(PROBLEM STATEMENT) The answer must restate every entry exactly as it appears.

(Dataset records)

//! Address family reconciliation

use std::net::{IpAddr, Ipv6Addr};

use crate::error::{Error, Result};

/// Pick the address to connect to.
///
/// With `ipv6` an IPv6 result wins; failing that the first IPv4 result is
/// mapped to `::ffff:a.b.c.d` unless `ipv6_only`. Without `ipv6` the first
/// IPv4 result is used.
///
/// # Errors
///
/// `Error::Resolve` when no result is usable for the requested family.
pub fn select_address(ips: &[IpAddr], ipv6: bool, ipv6_only: bool) -> Result<IpAddr> {
    if ipv6 {
        if let Some(v6) = ips.iter().find(|ip| ip.is_ipv6()) {
            return Ok(*v6);
        }
        if ipv6_only {
            return Err(Error::resolve("no usable address"));
        }
        return ips
            .iter()
            .find_map(|ip| match ip {
                IpAddr::V4(v4) => Some(IpAddr::V6(v4.to_ipv6_mapped())),
                IpAddr::V6(_) => None,
            })
            .ok_or_else(|| Error::resolve("no usable address"));
    }

    ips.iter()
        .find(|ip| ip.is_ipv4())
        .copied()
        .ok_or_else(|| Error::resolve("unable to lookup address"))
}

/// Whether `addr` is an IPv4-mapped IPv6 address
#[must_use]
pub fn is_v4_mapped(addr: &Ipv6Addr) -> bool {
    addr.to_ipv4_mapped().is_some()
}

#[cfg(test)]
mod tests {
    use super::*;
    use std::net::Ipv4Addr;

    #[test]
    fn v4_result_is_mapped_on_dual_stack() {
        let v4 = IpAddr::V4(Ipv4Addr::new(192, 0, 2, 7));
        let IpAddr::V6(mapped) = select_address(&[v4], true, false).expect("mapped") else {
            panic!("expected an IPv6 address");
        };
        let octets = mapped.octets();
        assert_eq!(&octets[..10], &[0u8; 10]);
        assert_eq!(&octets[10..12], &[0xff, 0xff]);
        assert_eq!(&octets[12..], &[192, 0, 2, 7]);
        assert!(is_v4_mapped(&mapped));
    }

    #[test]
    fn v6_result_is_preferred() {
        let v4 = IpAddr::V4(Ipv4Addr::LOCALHOST);
        let v6 = IpAddr::V6(Ipv6Addr::LOCALHOST);
        assert_eq!(select_address(&[v4, v6], true, false).expect("v6"), v6);
    }

    #[test]
    fn ipv6_only_refuses_v4() {
        let v4 = IpAddr::V4(Ipv4Addr::LOCALHOST);
        let err = select_address(&[v4], true, true).expect_err("no v6");
        assert_eq!(err.diagnostic(), "no usable address");
    }

    #[test]
    fn ipv4_mode_takes_first_v4() {
        let v6 = IpAddr::V6(Ipv6Addr::LOCALHOST);
        let a = IpAddr::V4(Ipv4Addr::new(10, 0, 0, 1));
        let b = IpAddr::V4(Ipv4Addr::new(10, 0, 0, 2));
        assert_eq!(select_address(&[v6, a, b], false, false).expect("v4"), a);
        let err = select_address(&[v6], false, false).expect_err("no v4");
        assert_eq!(err.diagnostic(), "unable to lookup address");
    }
}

(EXPECTED ANSWER)
//! Address family reconciliation

use std::net::{IpAddr, Ipv6Addr};

use crate::error::{Error, Result};

/// Pick the address to connect to.
///
/// With `ipv6` an IPv6 result wins; failing that the first IPv4 result is
/// mapped to `::ffff:a.b.c.d` unless `ipv6_only`. Without `ipv6` the first
/// IPv4 result is used.
///
/// # Errors
///
/// `Error::Resolve` when no result is usable for the requested family.
pub fn select_address(ips: &[IpAddr], ipv6: bool, ipv6_only: bool) -> Result<IpAddr> {
    if ipv6 {
        if let Some(v6) = ips.iter().find(|ip| ip.is_ipv6()) {
            return Ok(*v6);
        }
        if ipv6_only {
            return Err(Error::resolve("no usable address"));
        }
        return ips
            .iter()
            .find_map(|ip| match ip {
                IpAddr::V4(v4) => Some(IpAddr::V6(v4.to_ipv6_mapped())),
                IpAddr::V6(_) => None,
            })
            .ok_or_else(|| Error::resolve("no usable address"));
    }

    ips.iter()
        .find(|ip| ip.is_ipv4())
        .copied()
        .ok_or_else(|| Error::resolve("unable to lookup address"))
}

/// Whether `addr` is an IPv4-mapped IPv6 address
#[must_use]
pub fn is_v4_mapped(addr: &Ipv6Addr) -> bool {
    addr.to_ipv4_mapped().is_some()
}

#[cfg(test)]
mod tests {
    use super::*;
    use std::net::Ipv4Addr;

    #[test]
    fn v4_result_is_mapped_on_dual_stack() {
        let v4 = IpAddr::V4(Ipv4Addr::new(192, 0, 2, 7));
        let IpAddr::V6(mapped) = select_address(&[v4], true, false).expect("mapped") else {
            panic!("expected an IPv6 address");
        };
        let octets = mapped.octets();
        assert_eq!(&octets[..10], &[0u8; 10]);
        assert_eq!(&octets[10..12], &[0xff, 0xff]);
        assert_eq!(&octets[12..], &[192, 0, 2, 7]);
        assert!(is_v4_mapped(&mapped));
    }

    #[test]
    fn v6_result_is_preferred() {
        let v4 = IpAddr::V4(Ipv4Addr::LOCALHOST);
        let v6 = IpAddr::V6(Ipv6Addr::LOCALHOST);
        assert_eq!(select_address(&[v4, v6], true, false).expect("v6"), v6);
    }

    #[test]
    fn ipv6_only_refuses_v4() {
        let v4 = IpAddr::V4(Ipv4Addr::LOCALHOST);
        let err = select_address(&[v4], true, true).expect_err("no v6");
        assert_eq!(err.diagnostic(), "no usable address");
    }

    #[test]
    fn ipv4_mode_takes_first_v4() {
        let v6 = IpAddr::V6(Ipv6Addr::LOCALHOST);
        let a = IpAddr::V4(Ipv4Addr::new(10, 0, 0, 1));
        let b = IpAddr::V4(Ipv4Addr::new(10, 0, 0, 2));
        assert_eq!(select_address(&[v6, a, b], false, false).expect("v4"), a);
        let err = select_address(&[v6], false, false).expect_err("no v4");
        assert_eq!(err.diagnostic(), "unable to lookup address");
    }
}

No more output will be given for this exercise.